#### [Excerpted records]
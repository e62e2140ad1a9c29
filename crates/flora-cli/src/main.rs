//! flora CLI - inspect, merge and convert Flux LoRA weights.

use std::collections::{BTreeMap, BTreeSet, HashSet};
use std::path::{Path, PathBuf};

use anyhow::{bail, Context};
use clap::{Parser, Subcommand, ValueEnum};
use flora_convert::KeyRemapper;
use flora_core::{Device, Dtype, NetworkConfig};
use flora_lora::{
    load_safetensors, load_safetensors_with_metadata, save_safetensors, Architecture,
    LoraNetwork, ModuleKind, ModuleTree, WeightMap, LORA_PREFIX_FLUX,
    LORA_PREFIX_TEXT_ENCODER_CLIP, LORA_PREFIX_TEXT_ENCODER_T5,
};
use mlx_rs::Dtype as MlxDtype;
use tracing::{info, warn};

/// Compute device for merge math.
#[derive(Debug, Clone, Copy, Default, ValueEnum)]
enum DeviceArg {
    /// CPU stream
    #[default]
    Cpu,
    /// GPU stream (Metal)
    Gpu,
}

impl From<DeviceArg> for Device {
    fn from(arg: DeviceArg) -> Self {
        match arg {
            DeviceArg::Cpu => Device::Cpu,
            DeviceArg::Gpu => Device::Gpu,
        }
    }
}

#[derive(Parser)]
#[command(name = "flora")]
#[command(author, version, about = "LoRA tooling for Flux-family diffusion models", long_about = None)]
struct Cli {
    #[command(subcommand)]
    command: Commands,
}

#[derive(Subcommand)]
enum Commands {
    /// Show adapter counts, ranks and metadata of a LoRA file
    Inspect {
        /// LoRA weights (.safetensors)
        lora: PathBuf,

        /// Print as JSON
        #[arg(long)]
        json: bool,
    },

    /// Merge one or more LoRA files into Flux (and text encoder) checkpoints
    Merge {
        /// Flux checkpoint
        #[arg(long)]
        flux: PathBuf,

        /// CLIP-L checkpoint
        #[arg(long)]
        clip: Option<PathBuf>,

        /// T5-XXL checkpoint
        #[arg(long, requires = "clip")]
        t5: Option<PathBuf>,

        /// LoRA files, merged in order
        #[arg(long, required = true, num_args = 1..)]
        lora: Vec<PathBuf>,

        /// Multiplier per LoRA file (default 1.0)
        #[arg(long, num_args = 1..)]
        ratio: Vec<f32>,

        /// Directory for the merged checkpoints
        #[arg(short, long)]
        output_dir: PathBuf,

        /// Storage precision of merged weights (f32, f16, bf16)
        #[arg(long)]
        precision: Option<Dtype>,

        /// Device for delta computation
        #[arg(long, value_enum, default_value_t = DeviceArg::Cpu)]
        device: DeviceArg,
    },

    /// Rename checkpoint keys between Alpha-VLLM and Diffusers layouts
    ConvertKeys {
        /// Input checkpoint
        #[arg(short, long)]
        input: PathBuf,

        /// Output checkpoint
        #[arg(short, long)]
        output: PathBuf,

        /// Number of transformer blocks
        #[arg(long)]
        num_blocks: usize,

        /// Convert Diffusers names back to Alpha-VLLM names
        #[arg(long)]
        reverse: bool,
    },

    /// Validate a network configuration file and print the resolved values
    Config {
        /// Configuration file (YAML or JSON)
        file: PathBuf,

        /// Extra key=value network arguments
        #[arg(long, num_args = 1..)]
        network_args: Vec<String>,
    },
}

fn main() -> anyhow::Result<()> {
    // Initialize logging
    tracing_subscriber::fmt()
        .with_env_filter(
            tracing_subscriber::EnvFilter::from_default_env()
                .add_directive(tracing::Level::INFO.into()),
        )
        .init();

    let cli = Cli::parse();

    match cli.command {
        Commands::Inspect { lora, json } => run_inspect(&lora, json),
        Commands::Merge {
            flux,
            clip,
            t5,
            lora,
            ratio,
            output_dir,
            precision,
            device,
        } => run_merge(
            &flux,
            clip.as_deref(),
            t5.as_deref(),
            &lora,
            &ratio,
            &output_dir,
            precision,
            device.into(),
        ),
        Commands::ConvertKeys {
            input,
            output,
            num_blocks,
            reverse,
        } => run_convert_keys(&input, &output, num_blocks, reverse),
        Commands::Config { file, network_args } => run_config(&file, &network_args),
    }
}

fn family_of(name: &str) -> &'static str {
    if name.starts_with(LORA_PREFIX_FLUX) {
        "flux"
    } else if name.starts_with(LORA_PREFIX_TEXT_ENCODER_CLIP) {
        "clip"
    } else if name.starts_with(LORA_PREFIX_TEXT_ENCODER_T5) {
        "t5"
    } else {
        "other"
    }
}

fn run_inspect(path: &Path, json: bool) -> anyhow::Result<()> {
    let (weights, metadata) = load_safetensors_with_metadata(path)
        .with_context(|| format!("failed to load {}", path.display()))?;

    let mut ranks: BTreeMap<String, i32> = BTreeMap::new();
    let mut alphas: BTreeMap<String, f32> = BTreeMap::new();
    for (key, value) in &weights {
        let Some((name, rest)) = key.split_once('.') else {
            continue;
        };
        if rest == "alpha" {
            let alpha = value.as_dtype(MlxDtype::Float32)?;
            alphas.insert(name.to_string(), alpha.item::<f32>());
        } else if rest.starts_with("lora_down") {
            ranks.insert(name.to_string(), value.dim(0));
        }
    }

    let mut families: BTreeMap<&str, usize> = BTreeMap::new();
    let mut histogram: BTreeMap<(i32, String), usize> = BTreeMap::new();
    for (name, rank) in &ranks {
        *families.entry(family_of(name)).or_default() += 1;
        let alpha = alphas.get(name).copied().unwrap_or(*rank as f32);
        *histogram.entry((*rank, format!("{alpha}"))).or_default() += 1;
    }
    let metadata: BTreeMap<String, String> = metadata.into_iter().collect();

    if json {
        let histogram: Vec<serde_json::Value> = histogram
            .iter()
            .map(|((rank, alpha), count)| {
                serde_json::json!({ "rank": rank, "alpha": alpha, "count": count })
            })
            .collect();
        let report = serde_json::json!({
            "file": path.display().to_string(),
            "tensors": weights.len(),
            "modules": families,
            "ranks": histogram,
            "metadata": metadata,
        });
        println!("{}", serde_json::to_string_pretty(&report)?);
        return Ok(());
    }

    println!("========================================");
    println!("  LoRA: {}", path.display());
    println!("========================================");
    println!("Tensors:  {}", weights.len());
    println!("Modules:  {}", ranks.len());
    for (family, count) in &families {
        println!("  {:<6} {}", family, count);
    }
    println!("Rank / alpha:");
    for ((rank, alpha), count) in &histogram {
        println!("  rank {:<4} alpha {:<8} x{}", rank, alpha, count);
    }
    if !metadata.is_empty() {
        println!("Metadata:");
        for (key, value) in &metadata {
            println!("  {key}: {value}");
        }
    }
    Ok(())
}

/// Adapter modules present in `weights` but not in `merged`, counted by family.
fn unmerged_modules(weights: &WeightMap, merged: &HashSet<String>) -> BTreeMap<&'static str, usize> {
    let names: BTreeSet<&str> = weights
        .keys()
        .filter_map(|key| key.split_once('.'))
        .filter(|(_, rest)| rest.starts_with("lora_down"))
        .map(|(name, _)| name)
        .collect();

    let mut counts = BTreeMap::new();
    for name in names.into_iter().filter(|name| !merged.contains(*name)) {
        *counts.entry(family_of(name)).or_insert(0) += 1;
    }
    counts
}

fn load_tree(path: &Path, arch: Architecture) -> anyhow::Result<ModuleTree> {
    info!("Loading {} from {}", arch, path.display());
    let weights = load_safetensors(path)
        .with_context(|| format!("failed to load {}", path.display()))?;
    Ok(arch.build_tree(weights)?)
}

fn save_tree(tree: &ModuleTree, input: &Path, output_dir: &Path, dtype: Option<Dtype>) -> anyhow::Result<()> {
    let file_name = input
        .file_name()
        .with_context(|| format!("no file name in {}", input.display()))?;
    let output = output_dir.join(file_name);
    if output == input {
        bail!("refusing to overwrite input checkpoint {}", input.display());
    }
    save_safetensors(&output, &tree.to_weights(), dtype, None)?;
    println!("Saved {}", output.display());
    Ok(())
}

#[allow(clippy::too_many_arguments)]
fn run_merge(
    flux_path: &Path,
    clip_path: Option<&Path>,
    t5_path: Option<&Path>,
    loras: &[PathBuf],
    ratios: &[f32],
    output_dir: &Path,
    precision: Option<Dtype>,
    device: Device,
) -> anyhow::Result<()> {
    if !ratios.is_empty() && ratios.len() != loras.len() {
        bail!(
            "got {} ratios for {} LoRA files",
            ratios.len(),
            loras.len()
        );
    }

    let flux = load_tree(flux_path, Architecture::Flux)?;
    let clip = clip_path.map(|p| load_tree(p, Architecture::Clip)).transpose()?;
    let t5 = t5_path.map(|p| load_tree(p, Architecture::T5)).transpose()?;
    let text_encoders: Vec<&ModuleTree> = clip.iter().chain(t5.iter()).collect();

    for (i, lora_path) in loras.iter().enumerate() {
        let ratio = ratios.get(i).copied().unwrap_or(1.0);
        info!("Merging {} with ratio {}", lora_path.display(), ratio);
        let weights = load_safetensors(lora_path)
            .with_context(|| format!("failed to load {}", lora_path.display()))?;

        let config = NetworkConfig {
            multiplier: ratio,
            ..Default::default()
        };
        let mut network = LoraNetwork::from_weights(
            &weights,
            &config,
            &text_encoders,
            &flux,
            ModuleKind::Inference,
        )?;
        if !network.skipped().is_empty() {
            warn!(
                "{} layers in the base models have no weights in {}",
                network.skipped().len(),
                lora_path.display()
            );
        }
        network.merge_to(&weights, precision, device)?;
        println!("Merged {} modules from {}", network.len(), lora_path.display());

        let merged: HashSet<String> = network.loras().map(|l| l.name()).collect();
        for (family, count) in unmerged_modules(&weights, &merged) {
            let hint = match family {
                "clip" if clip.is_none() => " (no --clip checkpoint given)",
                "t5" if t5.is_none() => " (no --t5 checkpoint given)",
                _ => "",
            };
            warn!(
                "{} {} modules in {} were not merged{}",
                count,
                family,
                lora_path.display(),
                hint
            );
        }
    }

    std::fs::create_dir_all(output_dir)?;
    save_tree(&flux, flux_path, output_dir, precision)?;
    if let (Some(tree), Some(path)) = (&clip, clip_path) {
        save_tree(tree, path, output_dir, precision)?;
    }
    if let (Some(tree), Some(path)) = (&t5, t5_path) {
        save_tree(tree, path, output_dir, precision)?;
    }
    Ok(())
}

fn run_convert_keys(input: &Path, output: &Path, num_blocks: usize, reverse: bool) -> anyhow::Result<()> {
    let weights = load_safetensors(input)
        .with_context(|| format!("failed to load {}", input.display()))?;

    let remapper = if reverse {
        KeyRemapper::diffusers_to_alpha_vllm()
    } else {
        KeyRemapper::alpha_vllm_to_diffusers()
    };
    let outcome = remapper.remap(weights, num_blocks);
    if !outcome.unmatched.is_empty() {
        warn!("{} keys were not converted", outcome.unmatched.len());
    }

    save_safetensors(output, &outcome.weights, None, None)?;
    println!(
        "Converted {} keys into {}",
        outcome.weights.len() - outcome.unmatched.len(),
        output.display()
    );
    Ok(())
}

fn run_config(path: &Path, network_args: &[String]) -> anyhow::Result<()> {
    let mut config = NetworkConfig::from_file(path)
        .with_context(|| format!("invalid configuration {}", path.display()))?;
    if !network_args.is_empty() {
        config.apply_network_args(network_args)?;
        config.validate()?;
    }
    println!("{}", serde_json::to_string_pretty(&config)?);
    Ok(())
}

#### [Work task]
Starting at the line that contains "config.validate()?;", write out every line through the end of the entries, exactly and with nothing added.

#### [Response to this exercise]
        config.validate()?;
    }
    println!("{}", serde_json::to_string_pretty(&config)?);
    Ok(())
}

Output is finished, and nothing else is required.